# WORK TO COMPLETE
What number of lines in the entries hold the string "scope"? Answer with it alone.

--

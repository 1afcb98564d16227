//! Configuration file watcher for hot reload.
//!
//! The parent directory is watched rather than the file, since editors and
//! deploy tools often replace the file by rename. Events for other files in
//! the directory are ignored, as are reloads that produce an identical config.

use notify::{Config, Event, EventKind, RecommendedWatcher, RecursiveMode, Watcher};
use std::path::{Path, PathBuf};
use std::sync::Mutex;
use std::time::Duration;
use tokio::sync::mpsc;

use crate::config::loader::load_config;
use crate::config::schema::GatewayConfig;

const POLL_INTERVAL: Duration = Duration::from_secs(2);

/// Watches one config file and sends every changed, valid config.
pub struct ConfigWatcher {
    path: PathBuf,
    update_tx: mpsc::UnboundedSender<GatewayConfig>,
}

impl ConfigWatcher {
    /// Returns the watcher and the receiving end of its updates.
    pub fn new(path: &Path) -> (Self, mpsc::UnboundedReceiver<GatewayConfig>) {
        let (update_tx, update_rx) = mpsc::unbounded_channel();
        let watcher = Self {
            path: path.to_path_buf(),
            update_tx,
        };
        (watcher, update_rx)
    }

    /// Start watching. Updates stop when the returned handle is dropped.
    pub fn run(self) -> Result<RecommendedWatcher, notify::Error> {
        let Self { path, update_tx } = self;
        let dir = match path.parent() {
            Some(p) if !p.as_os_str().is_empty() => p.to_path_buf(),
            _ => PathBuf::from("."),
        };

        let gate = ReloadGate::new(load_config(&path).ok(), update_tx);
        let watched = path.clone();

        let mut watcher = RecommendedWatcher::new(
            move |res: notify::Result<Event>| {
                let event = match res {
                    Ok(event) => event,
                    Err(e) => {
                        tracing::error!(error = %e, "Config watch error");
                        return;
                    }
                };
                if !touches_file(&event, &watched) {
                    return;
                }

                match load_config(&watched) {
                    Ok(config) => {
                        gate.offer(config);
                    }
                    Err(e) => {
                        tracing::error!(path = ?watched, error = %e, "Rejected config change, keeping current configuration");
                    }
                }
            },
            Config::default().with_poll_interval(POLL_INTERVAL),
        )?;

        watcher.watch(&dir, RecursiveMode::NonRecursive)?;

        tracing::info!(path = ?path, "Config watcher started");
        Ok(watcher)
    }
}

/// Forwards configs that differ from the last one sent.
struct ReloadGate {
    last_sent: Mutex<Option<GatewayConfig>>,
    update_tx: mpsc::UnboundedSender<GatewayConfig>,
}

impl ReloadGate {
    fn new(current: Option<GatewayConfig>, update_tx: mpsc::UnboundedSender<GatewayConfig>) -> Self {
        Self {
            last_sent: Mutex::new(current),
            update_tx,
        }
    }

    /// Send `config` unless it matches the last one. Returns whether it was sent.
    fn offer(&self, config: GatewayConfig) -> bool {
        let mut last = self.last_sent.lock().unwrap_or_else(|poisoned| {
            tracing::warn!("Config reload state was poisoned, recovering");
            poisoned.into_inner()
        });

        if last.as_ref() == Some(&config) {
            tracing::debug!("Config file touched without changes");
            return false;
        }

        tracing::info!(upstream = %config.upstream.base_url, "Config change detected");
        if self.update_tx.send(config.clone()).is_err() {
            tracing::warn!("Config update receiver dropped, change not applied");
            return false;
        }
        *last = Some(config);
        true
    }
}

/// Whether `event` writes or replaces the file at `path`.
fn touches_file(event: &Event, path: &Path) -> bool {
    let relevant = matches!(
        event.kind,
        EventKind::Create(_) | EventKind::Modify(_) | EventKind::Any
    );
    relevant && event.paths.iter().any(|p| p.file_name() == path.file_name())
}

#[cfg(test)]
mod tests {
    use super::*;
    use notify::event::{CreateKind, ModifyKind, RemoveKind, RenameMode};

    fn event(kind: EventKind, path: &str) -> Event {
        Event::new(kind).add_path(PathBuf::from(path))
    }

    #[test]
    fn test_touches_file() {
        let path = Path::new("/etc/gateway/gateway.toml");

        assert!(touches_file(&event(EventKind::Modify(ModifyKind::Any), "/etc/gateway/gateway.toml"), path));
        assert!(touches_file(&event(EventKind::Create(CreateKind::File), "/etc/gateway/gateway.toml"), path));
        assert!(touches_file(
            &event(EventKind::Modify(ModifyKind::Name(RenameMode::To)), "/etc/gateway/gateway.toml"),
            path
        ));

        assert!(!touches_file(&event(EventKind::Modify(ModifyKind::Any), "/etc/gateway/other.toml"), path));
        assert!(!touches_file(&event(EventKind::Remove(RemoveKind::File), "/etc/gateway/gateway.toml"), path));
    }

    #[tokio::test]
    async fn test_run_on_existing_file() {
        let dir = std::env::temp_dir().join(format!("gateway-watch-{}", std::process::id()));
        std::fs::create_dir_all(&dir).unwrap();
        let path = dir.join("gateway.toml");
        std::fs::write(&path, "[upstream]\nbase_url = \"http://127.0.0.1:9000\"\n").unwrap();

        let (watcher, _rx) = ConfigWatcher::new(&path);
        let handle = watcher.run();
        assert!(handle.is_ok());

        drop(handle);
        let _ = std::fs::remove_dir_all(&dir);
    }

    fn config_with_upstream(base_url: &str) -> GatewayConfig {
        let mut config = GatewayConfig::default();
        config.upstream.base_url = base_url.to_string();
        config
    }

    #[test]
    fn test_gate_skips_unchanged_config() {
        let (tx, mut rx) = mpsc::unbounded_channel();
        let gate = ReloadGate::new(Some(config_with_upstream("http://a")), tx);

        assert!(!gate.offer(config_with_upstream("http://a")));
        assert!(gate.offer(config_with_upstream("http://b")));
        assert!(!gate.offer(config_with_upstream("http://b")));

        assert_eq!(rx.try_recv().unwrap().upstream.base_url, "http://b");
        assert!(rx.try_recv().is_err());
    }

    #[test]
    fn test_gate_recovers_from_poisoned_state() {
        let (tx, mut rx) = mpsc::unbounded_channel();
        let gate = ReloadGate::new(None, tx);

        std::thread::scope(|scope| {
            let poisoner = scope.spawn(|| {
                let _guard = gate.last_sent.lock().unwrap();
                panic!("poison the reload state");
            });
            assert!(poisoner.join().is_err());
        });
        assert!(gate.last_sent.is_poisoned());

        assert!(gate.offer(config_with_upstream("http://c")));
        assert_eq!(rx.try_recv().unwrap().upstream.base_url, "http://c");
        assert!(!gate.offer(config_with_upstream("http://c")));
    }
}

--

# RESPONSE AREA
2